Most of the data I purposefully created or have or had in my span of control, isn’t about me but about my environment, about other people near me, things external and of interest to me.
They’re all ‘my data’. Yet, whenever someone says ‘my data’, and definitely when someone says ‘your data’, that entire scope isn’t what is indicated. My data as a label easily hides the complicated variety of data we are talking about. And regularly, specifically when someone says ‘your data’, hiding parts of the list is deliberate.
The last bullets, data that we created through our behaviour and what is inferred about us, is what the big social media platforms always keep out of sight when they say ‘your data’. Because that’s the data their business models run on.

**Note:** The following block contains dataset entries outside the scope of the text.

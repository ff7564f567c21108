//! Local key backend: HMAC, RSA or Ed25519 key from local configuration.

use async_trait::async_trait;
use hmac::{Hmac, Mac};
use sha2::{Digest, Sha256};
use tracing::warn;

use super::{decode_b64, encode_b64, BackendKind, SignatureAlgorithm, SignedDigest, SigningBackend};
use crate::config::{read_value_or_file, LocalKeyConfig};
use crate::crypto::{PublicKeyMaterial, SecretKeyMaterial};
use crate::error::TrustChainError;

enum LocalKey {
    Hmac(Vec<u8>),
    Asymmetric {
        secret: SecretKeyMaterial,
        public: PublicKeyMaterial,
    },
}

pub struct LocalKeyBackend {
    key: LocalKey,
    algorithm: SignatureAlgorithm,
    kid: String,
}

impl LocalKeyBackend {
    pub fn hmac(secret: impl Into<Vec<u8>>, kid: Option<String>) -> Result<Self, TrustChainError> {
        let secret = secret.into();
        if secret.is_empty() {
            return Err(TrustChainError::ConfigError("HMAC key is empty".to_string()));
        }
        let kid = kid.unwrap_or_else(|| default_kid("hmac", &secret));
        Ok(Self {
            key: LocalKey::Hmac(secret),
            algorithm: SignatureAlgorithm::HmacSha256,
            kid,
        })
    }

    pub fn asymmetric(secret: SecretKeyMaterial, kid: Option<String>) -> Result<Self, TrustChainError> {
        let algorithm = secret.algorithm().ok_or_else(|| {
            TrustChainError::ConfigError(format!(
                "{} keys cannot sign audit events",
                secret.key_type()
            ))
        })?;
        let public = secret.public_key();
        let kid = match kid {
            Some(kid) => kid,
            None => default_kid(secret.key_type(), public.to_encoded()?.as_bytes()),
        };
        Ok(Self {
            key: LocalKey::Asymmetric { secret, public },
            algorithm,
            kid,
        })
    }

    pub fn from_config(config: &LocalKeyConfig) -> Result<Self, TrustChainError> {
        let algorithm: SignatureAlgorithm = config.algorithm.parse()?;
        let bytes = read_value_or_file(&config.key)?;

        if algorithm.is_symmetric() {
            return Self::hmac(bytes, config.kid.clone());
        }

        let secret = if algorithm == SignatureAlgorithm::Ed25519 && bytes.len() == 32 {
            SecretKeyMaterial::parse(&encode_b64(&bytes))?
        } else {
            let text = String::from_utf8(bytes).map_err(|_| {
                TrustChainError::ConfigError("signing.local.key is not a recognized key".to_string())
            })?;
            SecretKeyMaterial::parse(&text)?
        };

        if secret.algorithm() != Some(algorithm) {
            return Err(TrustChainError::ConfigError(format!(
                "signing.local.algorithm is {} but the key is {}",
                algorithm,
                secret.key_type()
            )));
        }

        Self::asymmetric(secret, config.kid.clone())
    }

    pub fn algorithm(&self) -> SignatureAlgorithm {
        self.algorithm
    }

    /// Public half of an asymmetric key, for publishing to verifiers.
    pub fn public_key(&self) -> Option<&PublicKeyMaterial> {
        match &self.key {
            LocalKey::Asymmetric { public, .. } => Some(public),
            LocalKey::Hmac(_) => None,
        }
    }
}

/// `local-<type>:` followed by the first four bytes of SHA-256 over the
/// public material.
fn default_kid(key_type: &str, material: &[u8]) -> String {
    let sum = Sha256::digest(material);
    format!("local-{}:{}", key_type, hex::encode(&sum[..4]))
}

#[async_trait]
impl SigningBackend for LocalKeyBackend {
    fn kind(&self) -> BackendKind {
        BackendKind::Local
    }

    fn kid(&self) -> &str {
        &self.kid
    }

    async fn sign(&self, digest: &[u8]) -> Result<SignedDigest, TrustChainError> {
        let signature = match &self.key {
            LocalKey::Hmac(secret) => {
                let mut mac = Hmac::<Sha256>::new_from_slice(secret)
                    .map_err(|e| TrustChainError::CryptoError(format!("Invalid HMAC key: {}", e)))?;
                mac.update(digest);
                mac.finalize().into_bytes().to_vec()
            }
            LocalKey::Asymmetric { secret, .. } => secret.sign_digest(digest)?,
        };

        Ok(SignedDigest {
            kid: self.kid.clone(),
            alg: self.algorithm.as_str().to_string(),
            signature_b64: encode_b64(&signature),
        })
    }

    async fn verify(&self, signature_b64: &str, digest: &[u8]) -> Result<bool, TrustChainError> {
        let Ok(signature) = decode_b64(signature_b64) else {
            warn!("Local verify received non-base64 signature");
            return Ok(false);
        };

        match &self.key {
            LocalKey::Hmac(secret) => {
                let mut mac = Hmac::<Sha256>::new_from_slice(secret)
                    .map_err(|e| TrustChainError::CryptoError(format!("Invalid HMAC key: {}", e)))?;
                mac.update(digest);
                Ok(mac.verify_slice(&signature).is_ok())
            }
            LocalKey::Asymmetric { public, .. } => public.verify_digest(digest, &signature),
        }
    }
}

#[cfg(test)]
mod tests {
    use super::*;

    fn flip_bit(signature_b64: &str, byte: usize) -> String {
        let mut raw = decode_b64(signature_b64).unwrap();
        raw[byte] ^= 0x01;
        encode_b64(&raw)
    }

    async fn assert_round_trip(backend: &LocalKeyBackend) {
        let digest = [0x5au8; 32];
        let signed = backend.sign(&digest).await.unwrap();
        assert_eq!(signed.kid, backend.kid());
        assert!(backend.verify(&signed.signature_b64, &digest).await.unwrap());

        let len = decode_b64(&signed.signature_b64).unwrap().len();
        for byte in [0, len / 2, len - 1] {
            let flipped = flip_bit(&signed.signature_b64, byte);
            assert!(
                !backend.verify(&flipped, &digest).await.unwrap(),
                "{} accepted a signature flipped at byte {}",
                backend.algorithm(),
                byte
            );
        }
        assert!(!backend.verify("not base64!", &digest).await.unwrap());
    }

    #[tokio::test]
    async fn test_local_hmac_roundtrip() {
        let backend = LocalKeyBackend::hmac(b"local-secret".to_vec(), None).unwrap();
        assert!(backend.kid().starts_with("local-hmac:"));

        let signed = backend.sign(&[9u8; 32]).await.unwrap();
        assert!(backend.verify(&signed.signature_b64, &[9u8; 32]).await.unwrap());
        assert!(!backend.verify(&signed.signature_b64, &[8u8; 32]).await.unwrap());
    }

    #[tokio::test]
    async fn test_local_ed25519_from_base64_seed() {
        let config = LocalKeyConfig {
            algorithm: "ed25519".to_string(),
            key: encode_b64(&[3u8; 32]),
            kid: Some("ops-key".to_string()),
        };
        let backend = LocalKeyBackend::from_config(&config).unwrap();
        assert_eq!(backend.kid(), "ops-key");
        assert!(backend.public_key().is_some());

        let signed = backend.sign(&[1u8; 32]).await.unwrap();
        assert_eq!(signed.alg, "Ed25519");
        assert!(backend.verify(&signed.signature_b64, &[1u8; 32]).await.unwrap());
    }

    #[test]
    fn test_algorithm_key_mismatch_is_config_error() {
        let pem = SecretKeyMaterial::generate_ed25519().to_encoded().unwrap();
        let config = LocalKeyConfig {
            algorithm: "rsa-sha256".to_string(),
            key: pem,
            kid: None,
        };
        assert!(matches!(
            LocalKeyBackend::from_config(&config),
            Err(TrustChainError::ConfigError(_))
        ));
    }

    #[test]
    fn test_secp256k1_cannot_back_audit_signing() {
        let secret = SecretKeyMaterial::parse(
            "0101010101010101010101010101010101010101010101010101010101010101",
        )
        .unwrap();
        assert!(LocalKeyBackend::asymmetric(secret, None).is_err());
    }

    #[tokio::test]
    async fn test_hmac_rejects_flipped_signature() {
        let backend = LocalKeyBackend::hmac(b"local-secret".to_vec(), None).unwrap();
        assert_round_trip(&backend).await;
    }

    #[tokio::test]
    async fn test_ed25519_rejects_flipped_signature() {
        let backend =
            LocalKeyBackend::asymmetric(SecretKeyMaterial::generate_ed25519(), None).unwrap();
        assert_eq!(backend.algorithm(), SignatureAlgorithm::Ed25519);
        assert_round_trip(&backend).await;
    }

    #[tokio::test]
    async fn test_rsa_rejects_flipped_signature() {
        let key = rsa::RsaPrivateKey::new(&mut rand::rngs::OsRng, 1024).unwrap();
        let pem = SecretKeyMaterial::Rsa(Box::new(key)).to_encoded().unwrap();
        let config = LocalKeyConfig {
            algorithm: "rsa-sha256".to_string(),
            key: pem,
            kid: Some("rsa-ops".to_string()),
        };
        let backend = LocalKeyBackend::from_config(&config).unwrap();
        assert_eq!(backend.algorithm(), SignatureAlgorithm::RsaSha256);
        assert_eq!(backend.kid(), "rsa-ops");
        assert_round_trip(&backend).await;

        // PKCS#1 v1.5 over the digest itself, checkable with the public key alone
        let digest = [0x5au8; 32];
        let signed = backend.sign(&digest).await.unwrap();
        let public = backend.public_key().unwrap();
        assert!(public
            .verify_digest(&digest, &decode_b64(&signed.signature_b64).unwrap())
            .unwrap());
    }
}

It’s never part of the package when you click ‘export my data’ in a platform.
The core issues aren’t about whether it is ‘my data’ in terms of control or provenance. The core issues are about what others can/cannot will/won’t do with any data that describes me or is circumstantial to me. Regardless in whose span of control such data resides, or where it came from.
There are also two problematic suggestions packed into the phrase ‘my data’.
One is that with saying ‘my data’ you are also made individually responsible for the data involved. While this is partly true (mostly in the sense of not carelessly leaving stuff all over webforms and accounts), almost all responsibility for the data about you resides with those using it. It’s other’s actions with data that concern you, that require responsibility and accountability, and should require your voice being taken into account. "Nothing about us, without us" holds true for data too.
The other is that ‘my data’ is easily interpreted and positioned as ownership. That is a sleight of hand. Property claims and citizen rights are very different things and different areas of law. If ‘your data’ is your property, all that is left is to haggle about price, and each context is framed as merely transactional. It’s not in my own interest to see my data or myself as a commodity. It’s not a level playing field when I’m left to negotiating my price with a global online platform. That’s so asymmetric that there’s only one possible outcome. Which is the point of the suggestion of ownership as opposed to the framing as human rights. Contracts are the preferred tool of the biggest party, rights that of the individual.
Saying ‘my data’ and ‘your data’ is too imprecise. Be precise, don’t let others determine the framing.